- Born: 1893 Samarra, Ottoman Iraq
- Died: 1943 (aged 49–50) Baghdad, Kingdom of Iraq
- Education: Al-Rashdiya School
- Occupations: Poet, translator and novelist

= Saleh al-Badri =

Saleh al-Badri (1893 - 1943) was an Iraqi poet. He was born in the city of Samarra, Ottoman Iraq, where he was educated and then at Al-Rashdiya School in Baghdad. He worked as an employee in real estate departments in numbers of Iraqi cities. He was fluent in Turkish, translated into Arabic and had knowledge of French and Persian. He won local awards for Iraqi poetry competitions. His complete poetry collection collected by his son and called it Wishes. Al-Badri died in Baghdad.

== Life ==
Sayyid Saleh bin Mahdi bin Hussein bin Zahir al-Badri, was born in 1893 in Samarra. He grew up in Baghdad and completed his initial studies there, where he became acquainted with notables poets such as Marouf al-Rasafi, Jamil Sidqi al-Zahawi and Abdul Rahman al-Banaa.
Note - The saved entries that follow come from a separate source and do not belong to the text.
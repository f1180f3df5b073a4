use crate::{descriptor::DescriptorType, error::Error, model::api::DescriptorDto};

use super::ApiClient;

impl ApiClient {
    /// Primary descriptor of one version, from the GA4GH TRS endpoint.
    pub async fn get_descriptor(
        &self,
        trs_id: &str,
        version: &str,
        descriptor_type: DescriptorType,
    ) -> Result<DescriptorDto, Error> {
        let id = urlencoding::encode(trs_id).into_owned();
        let version = urlencoding::encode(version).into_owned();

        self.get(&format!(
            "/ga4gh/trs/v2/tools/{id}/versions/{version}/{}/descriptor",
            descriptor_type.trs_name()
        ))
        .await
    }
}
He held several positions in governmental real estate departments . He and his brother, Mahmoud al-Badri, contributed to the establishment of a private school in Baghdad called "Al-Tahzeeb Primary Private School". He had learned Turkish, Persian and French. Wrote many poets in nostalgia and tenderness, published them in the Iraqi newspapers. His son Walid Saleh Badri published his collection in 1959 and called it The Diwan of Wishes and reprinted in 1961, and also wrote The Innocent Criminal or Truth of Conceived printed in 1928.

Saleh al-Badri died in Baghdad in 1943.